Dataset records below:
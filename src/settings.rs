//! Code for loading program settings.
use crate::get_portcall_config_dir;
use crate::input::read_toml;
use crate::log::DEFAULT_LOG_LEVEL;
use anyhow::{Context, Result};
use documented::DocumentedFields;
use serde::{Deserialize, Serialize};
use std::fmt::Write;
use std::path::{Path, PathBuf};

const SETTINGS_FILE_NAME: &str = "settings.toml";

const DEFAULT_SETTINGS_FILE_HEADER: &str = "# Program settings for portcall
# Uncomment a line to change the corresponding setting.
";

fn default_log_level() -> String {
    DEFAULT_LOG_LEVEL.to_string()
}

/// Get the path to where the settings file will be read from
pub fn get_settings_file_path() -> PathBuf {
    get_portcall_config_dir().join(SETTINGS_FILE_NAME)
}

/// Program settings from config file
#[derive(Debug, DocumentedFields, Serialize, Deserialize, PartialEq)]
pub struct Settings {
    /// The default program log level
    #[serde(default = "default_log_level")]
    pub log_level: String,
    /// Whether to overwrite an existing output folder by default
    #[serde(default)]
    pub overwrite: bool,
}

impl Default for Settings {
    fn default() -> Self {
        Self {
            log_level: default_log_level(),
            overwrite: false,
        }
    }
}

impl Settings {
    /// Read the program settings file from the user's configuration directory.
    ///
    /// Default values are used if the file is not present.
    pub fn load() -> Result<Settings> {
        Self::load_from_path(&get_settings_file_path())
    }

    fn load_from_path(file_path: &Path) -> Result<Settings> {
        if !file_path.is_file() {
            return Ok(Settings::default());
        }

        read_toml(file_path)
    }

    /// The contents of a placeholder settings file, with every setting commented out and
    /// documented
    pub fn default_file_contents() -> Result<String> {
        let settings_raw = toml::to_string(&Settings::default())
            .context("Could not convert default settings to TOML")?;

        let mut out = DEFAULT_SETTINGS_FILE_HEADER.to_string();
        for line in settings_raw.lines() {
            let Some((field, _)) = line.split_once('=') else {
                continue;
            };

            let docs = Settings::get_field_docs(field.trim())
                .with_context(|| format!("Missing documentation for setting {}", field.trim()))?;
            for doc_line in docs.lines() {
                write!(&mut out, "\n# # {}\n", doc_line.trim())?;
            }
            writeln!(&mut out, "# {}", line.trim())?;
        }

        Ok(out)
    }
}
End of Dataset records.
Every line of the listing is to be returned unchanged.

filename src/settings.rs
//! Code for loading program settings.
use crate::get_portcall_config_dir;
use crate::input::read_toml;
use crate::log::DEFAULT_LOG_LEVEL;
use anyhow::{Context, Result};
use documented::DocumentedFields;
use serde::{Deserialize, Serialize};
use std::fmt::Write;
use std::path::{Path, PathBuf};

const SETTINGS_FILE_NAME: &str = "settings.toml";

const DEFAULT_SETTINGS_FILE_HEADER: &str = "# Program settings for portcall
# Uncomment a line to change the corresponding setting.
";

fn default_log_level() -> String {
    DEFAULT_LOG_LEVEL.to_string()
}

/// Get the path to where the settings file will be read from
pub fn get_settings_file_path() -> PathBuf {
    get_portcall_config_dir().join(SETTINGS_FILE_NAME)
}

/// Program settings from config file
#[derive(Debug, DocumentedFields, Serialize, Deserialize, PartialEq)]
pub struct Settings {
    /// The default program log level
    #[serde(default = "default_log_level")]
    pub log_level: String,
    /// Whether to overwrite an existing output folder by default
    #[serde(default)]
    pub overwrite: bool,
}

impl Default for Settings {
    fn default() -> Self {
        Self {
            log_level: default_log_level(),
            overwrite: false,
        }
    }
}

impl Settings {
    /// Read the program settings file from the user's configuration directory.
    ///
    /// Default values are used if the file is not present.
    pub fn load() -> Result<Settings> {
        Self::load_from_path(&get_settings_file_path())
    }

    fn load_from_path(file_path: &Path) -> Result<Settings> {
        if !file_path.is_file() {
            return Ok(Settings::default());
        }

        read_toml(file_path)
    }

    /// The contents of a placeholder settings file, with every setting commented out and
    /// documented
    pub fn default_file_contents() -> Result<String> {
        let settings_raw = toml::to_string(&Settings::default())
            .context("Could not convert default settings to TOML")?;

        let mut out = DEFAULT_SETTINGS_FILE_HEADER.to_string();
        for line in settings_raw.lines() {
            let Some((field, _)) = line.split_once('=') else {
                continue;
            };

            let docs = Settings::get_field_docs(field.trim())
                .with_context(|| format!("Missing documentation for setting {}", field.trim()))?;
            for doc_line in docs.lines() {
                write!(&mut out, "\n# # {}\n", doc_line.trim())?;
            }
            writeln!(&mut out, "# {}", line.trim())?;
        }

        Ok(out)
    }
}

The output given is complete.